EXERCISE DIRECTIONS:
Give back all the data below exactly as it is shown.

SOURCE RECORDS:
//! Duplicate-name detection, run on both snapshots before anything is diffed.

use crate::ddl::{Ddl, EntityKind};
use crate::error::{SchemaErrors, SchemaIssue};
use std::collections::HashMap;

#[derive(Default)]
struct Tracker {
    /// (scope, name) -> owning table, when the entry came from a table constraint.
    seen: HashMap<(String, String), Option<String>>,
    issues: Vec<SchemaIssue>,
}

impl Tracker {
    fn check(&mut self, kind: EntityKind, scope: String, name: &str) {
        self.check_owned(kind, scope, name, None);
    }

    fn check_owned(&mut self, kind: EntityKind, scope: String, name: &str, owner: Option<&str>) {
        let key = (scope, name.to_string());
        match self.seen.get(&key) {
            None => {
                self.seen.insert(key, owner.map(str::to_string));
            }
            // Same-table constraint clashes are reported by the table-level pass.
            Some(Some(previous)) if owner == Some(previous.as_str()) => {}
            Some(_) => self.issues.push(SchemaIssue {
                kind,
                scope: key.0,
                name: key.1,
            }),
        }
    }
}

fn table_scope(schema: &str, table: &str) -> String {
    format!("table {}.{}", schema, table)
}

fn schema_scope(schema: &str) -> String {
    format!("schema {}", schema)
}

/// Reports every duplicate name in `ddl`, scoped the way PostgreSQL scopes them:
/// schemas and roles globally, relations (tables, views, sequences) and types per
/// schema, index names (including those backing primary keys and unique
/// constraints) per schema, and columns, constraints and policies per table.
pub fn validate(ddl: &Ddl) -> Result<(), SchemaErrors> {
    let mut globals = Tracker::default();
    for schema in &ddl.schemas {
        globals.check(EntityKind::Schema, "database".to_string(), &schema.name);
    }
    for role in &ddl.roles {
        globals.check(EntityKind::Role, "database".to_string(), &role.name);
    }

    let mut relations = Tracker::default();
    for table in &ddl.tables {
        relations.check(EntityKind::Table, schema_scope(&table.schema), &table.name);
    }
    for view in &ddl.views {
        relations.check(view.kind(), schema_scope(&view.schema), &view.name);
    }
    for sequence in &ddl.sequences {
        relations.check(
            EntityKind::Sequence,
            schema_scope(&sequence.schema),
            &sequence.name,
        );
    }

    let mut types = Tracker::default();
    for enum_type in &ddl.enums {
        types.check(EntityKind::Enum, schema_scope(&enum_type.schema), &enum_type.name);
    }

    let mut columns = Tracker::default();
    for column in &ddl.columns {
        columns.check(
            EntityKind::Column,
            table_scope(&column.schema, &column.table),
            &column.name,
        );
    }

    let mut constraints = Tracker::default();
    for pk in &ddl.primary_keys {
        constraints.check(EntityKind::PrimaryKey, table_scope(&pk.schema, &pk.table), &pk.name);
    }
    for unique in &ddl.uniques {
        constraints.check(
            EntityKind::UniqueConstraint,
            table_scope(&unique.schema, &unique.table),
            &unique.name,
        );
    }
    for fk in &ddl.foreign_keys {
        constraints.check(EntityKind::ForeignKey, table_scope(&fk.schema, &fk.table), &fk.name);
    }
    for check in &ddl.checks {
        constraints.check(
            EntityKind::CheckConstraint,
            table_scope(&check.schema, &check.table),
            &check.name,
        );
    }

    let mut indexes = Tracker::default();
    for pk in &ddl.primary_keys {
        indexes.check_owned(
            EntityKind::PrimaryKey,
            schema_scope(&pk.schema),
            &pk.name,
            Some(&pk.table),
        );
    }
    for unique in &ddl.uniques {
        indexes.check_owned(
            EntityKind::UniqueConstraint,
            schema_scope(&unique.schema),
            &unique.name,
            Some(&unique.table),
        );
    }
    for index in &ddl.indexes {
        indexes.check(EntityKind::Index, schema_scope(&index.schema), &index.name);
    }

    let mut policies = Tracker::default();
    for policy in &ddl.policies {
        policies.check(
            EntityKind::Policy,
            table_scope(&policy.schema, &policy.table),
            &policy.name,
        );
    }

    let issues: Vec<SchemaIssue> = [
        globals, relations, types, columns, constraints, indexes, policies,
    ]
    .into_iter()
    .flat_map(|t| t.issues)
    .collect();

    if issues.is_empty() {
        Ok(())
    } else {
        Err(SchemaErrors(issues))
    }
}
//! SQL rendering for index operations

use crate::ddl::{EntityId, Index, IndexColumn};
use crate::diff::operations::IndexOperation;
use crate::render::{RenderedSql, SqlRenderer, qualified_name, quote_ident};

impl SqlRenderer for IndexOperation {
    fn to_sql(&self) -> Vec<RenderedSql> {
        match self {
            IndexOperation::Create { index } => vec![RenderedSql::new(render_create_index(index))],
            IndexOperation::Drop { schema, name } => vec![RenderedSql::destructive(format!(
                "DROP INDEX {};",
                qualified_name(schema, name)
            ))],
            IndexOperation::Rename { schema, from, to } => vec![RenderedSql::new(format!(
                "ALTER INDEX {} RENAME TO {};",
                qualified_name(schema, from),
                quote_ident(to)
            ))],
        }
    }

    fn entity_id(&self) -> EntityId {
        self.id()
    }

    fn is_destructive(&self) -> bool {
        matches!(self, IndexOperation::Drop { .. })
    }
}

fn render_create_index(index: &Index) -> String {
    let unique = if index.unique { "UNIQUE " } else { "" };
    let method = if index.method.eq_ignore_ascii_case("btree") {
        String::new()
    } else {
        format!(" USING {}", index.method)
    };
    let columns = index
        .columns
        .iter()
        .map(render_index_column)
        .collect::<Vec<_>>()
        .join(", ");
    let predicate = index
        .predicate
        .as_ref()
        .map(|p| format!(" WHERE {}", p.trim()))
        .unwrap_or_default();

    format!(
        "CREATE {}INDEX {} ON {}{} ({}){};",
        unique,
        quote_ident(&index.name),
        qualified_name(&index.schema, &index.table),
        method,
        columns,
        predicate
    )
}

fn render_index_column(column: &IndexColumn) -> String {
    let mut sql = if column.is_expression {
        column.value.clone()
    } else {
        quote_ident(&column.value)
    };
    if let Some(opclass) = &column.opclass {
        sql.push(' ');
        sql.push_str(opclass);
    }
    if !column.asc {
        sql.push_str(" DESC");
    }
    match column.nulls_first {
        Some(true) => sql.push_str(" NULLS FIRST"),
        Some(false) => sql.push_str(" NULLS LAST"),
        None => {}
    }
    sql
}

YOUR SOLUTION:
//! Duplicate-name detection, run on both snapshots before anything is diffed.

use crate::ddl::{Ddl, EntityKind};
use crate::error::{SchemaErrors, SchemaIssue};
use std::collections::HashMap;

#[derive(Default)]
struct Tracker {
    /// (scope, name) -> owning table, when the entry came from a table constraint.
    seen: HashMap<(String, String), Option<String>>,
    issues: Vec<SchemaIssue>,
}

impl Tracker {
    fn check(&mut self, kind: EntityKind, scope: String, name: &str) {
        self.check_owned(kind, scope, name, None);
    }

    fn check_owned(&mut self, kind: EntityKind, scope: String, name: &str, owner: Option<&str>) {
        let key = (scope, name.to_string());
        match self.seen.get(&key) {
            None => {
                self.seen.insert(key, owner.map(str::to_string));
            }
            // Same-table constraint clashes are reported by the table-level pass.
            Some(Some(previous)) if owner == Some(previous.as_str()) => {}
            Some(_) => self.issues.push(SchemaIssue {
                kind,
                scope: key.0,
                name: key.1,
            }),
        }
    }
}

fn table_scope(schema: &str, table: &str) -> String {
    format!("table {}.{}", schema, table)
}

fn schema_scope(schema: &str) -> String {
    format!("schema {}", schema)
}

/// Reports every duplicate name in `ddl`, scoped the way PostgreSQL scopes them:
/// schemas and roles globally, relations (tables, views, sequences) and types per
/// schema, index names (including those backing primary keys and unique
/// constraints) per schema, and columns, constraints and policies per table.
pub fn validate(ddl: &Ddl) -> Result<(), SchemaErrors> {
    let mut globals = Tracker::default();
    for schema in &ddl.schemas {
        globals.check(EntityKind::Schema, "database".to_string(), &schema.name);
    }
    for role in &ddl.roles {
        globals.check(EntityKind::Role, "database".to_string(), &role.name);
    }

    let mut relations = Tracker::default();
    for table in &ddl.tables {
        relations.check(EntityKind::Table, schema_scope(&table.schema), &table.name);
    }
    for view in &ddl.views {
        relations.check(view.kind(), schema_scope(&view.schema), &view.name);
    }
    for sequence in &ddl.sequences {
        relations.check(
            EntityKind::Sequence,
            schema_scope(&sequence.schema),
            &sequence.name,
        );
    }

    let mut types = Tracker::default();
    for enum_type in &ddl.enums {
        types.check(EntityKind::Enum, schema_scope(&enum_type.schema), &enum_type.name);
    }

    let mut columns = Tracker::default();
    for column in &ddl.columns {
        columns.check(
            EntityKind::Column,
            table_scope(&column.schema, &column.table),
            &column.name,
        );
    }

    let mut constraints = Tracker::default();
    for pk in &ddl.primary_keys {
        constraints.check(EntityKind::PrimaryKey, table_scope(&pk.schema, &pk.table), &pk.name);
    }
    for unique in &ddl.uniques {
        constraints.check(
            EntityKind::UniqueConstraint,
            table_scope(&unique.schema, &unique.table),
            &unique.name,
        );
    }
    for fk in &ddl.foreign_keys {
        constraints.check(EntityKind::ForeignKey, table_scope(&fk.schema, &fk.table), &fk.name);
    }
    for check in &ddl.checks {
        constraints.check(
            EntityKind::CheckConstraint,
            table_scope(&check.schema, &check.table),
            &check.name,
        );
    }

    let mut indexes = Tracker::default();
    for pk in &ddl.primary_keys {
        indexes.check_owned(
            EntityKind::PrimaryKey,
            schema_scope(&pk.schema),
            &pk.name,
            Some(&pk.table),
        );
    }
    for unique in &ddl.uniques {
        indexes.check_owned(
            EntityKind::UniqueConstraint,
            schema_scope(&unique.schema),
            &unique.name,
            Some(&unique.table),
        );
    }
    for index in &ddl.indexes {
        indexes.check(EntityKind::Index, schema_scope(&index.schema), &index.name);
    }

    let mut policies = Tracker::default();
    for policy in &ddl.policies {
        policies.check(
            EntityKind::Policy,
            table_scope(&policy.schema, &policy.table),
            &policy.name,
        );
    }

    let issues: Vec<SchemaIssue> = [
        globals, relations, types, columns, constraints, indexes, policies,
    ]
    .into_iter()
    .flat_map(|t| t.issues)
    .collect();

    if issues.is_empty() {
        Ok(())
    } else {
        Err(SchemaErrors(issues))
    }
}
//! SQL rendering for index operations

use crate::ddl::{EntityId, Index, IndexColumn};
use crate::diff::operations::IndexOperation;
use crate::render::{RenderedSql, SqlRenderer, qualified_name, quote_ident};

impl SqlRenderer for IndexOperation {
    fn to_sql(&self) -> Vec<RenderedSql> {
        match self {
            IndexOperation::Create { index } => vec![RenderedSql::new(render_create_index(index))],
            IndexOperation::Drop { schema, name } => vec![RenderedSql::destructive(format!(
                "DROP INDEX {};",
                qualified_name(schema, name)
            ))],
            IndexOperation::Rename { schema, from, to } => vec![RenderedSql::new(format!(
                "ALTER INDEX {} RENAME TO {};",
                qualified_name(schema, from),
                quote_ident(to)
            ))],
        }
    }

    fn entity_id(&self) -> EntityId {
        self.id()
    }

    fn is_destructive(&self) -> bool {
        matches!(self, IndexOperation::Drop { .. })
    }
}

fn render_create_index(index: &Index) -> String {
    let unique = if index.unique { "UNIQUE " } else { "" };
    let method = if index.method.eq_ignore_ascii_case("btree") {
        String::new()
    } else {
        format!(" USING {}", index.method)
    };
    let columns = index
        .columns
        .iter()
        .map(render_index_column)
        .collect::<Vec<_>>()
        .join(", ");
    let predicate = index
        .predicate
        .as_ref()
        .map(|p| format!(" WHERE {}", p.trim()))
        .unwrap_or_default();

    format!(
        "CREATE {}INDEX {} ON {}{} ({}){};",
        unique,
        quote_ident(&index.name),
        qualified_name(&index.schema, &index.table),
        method,
        columns,
        predicate
    )
}

fn render_index_column(column: &IndexColumn) -> String {
    let mut sql = if column.is_expression {
        column.value.clone()
    } else {
        quote_ident(&column.value)
    };
    if let Some(opclass) = &column.opclass {
        sql.push(' ');
        sql.push_str(opclass);
    }
    if !column.asc {
        sql.push_str(" DESC");
    }
    match column.nulls_first {
        Some(true) => sql.push_str(" NULLS FIRST"),
        Some(false) => sql.push_str(" NULLS LAST"),
        None => {}
    }
    sql
}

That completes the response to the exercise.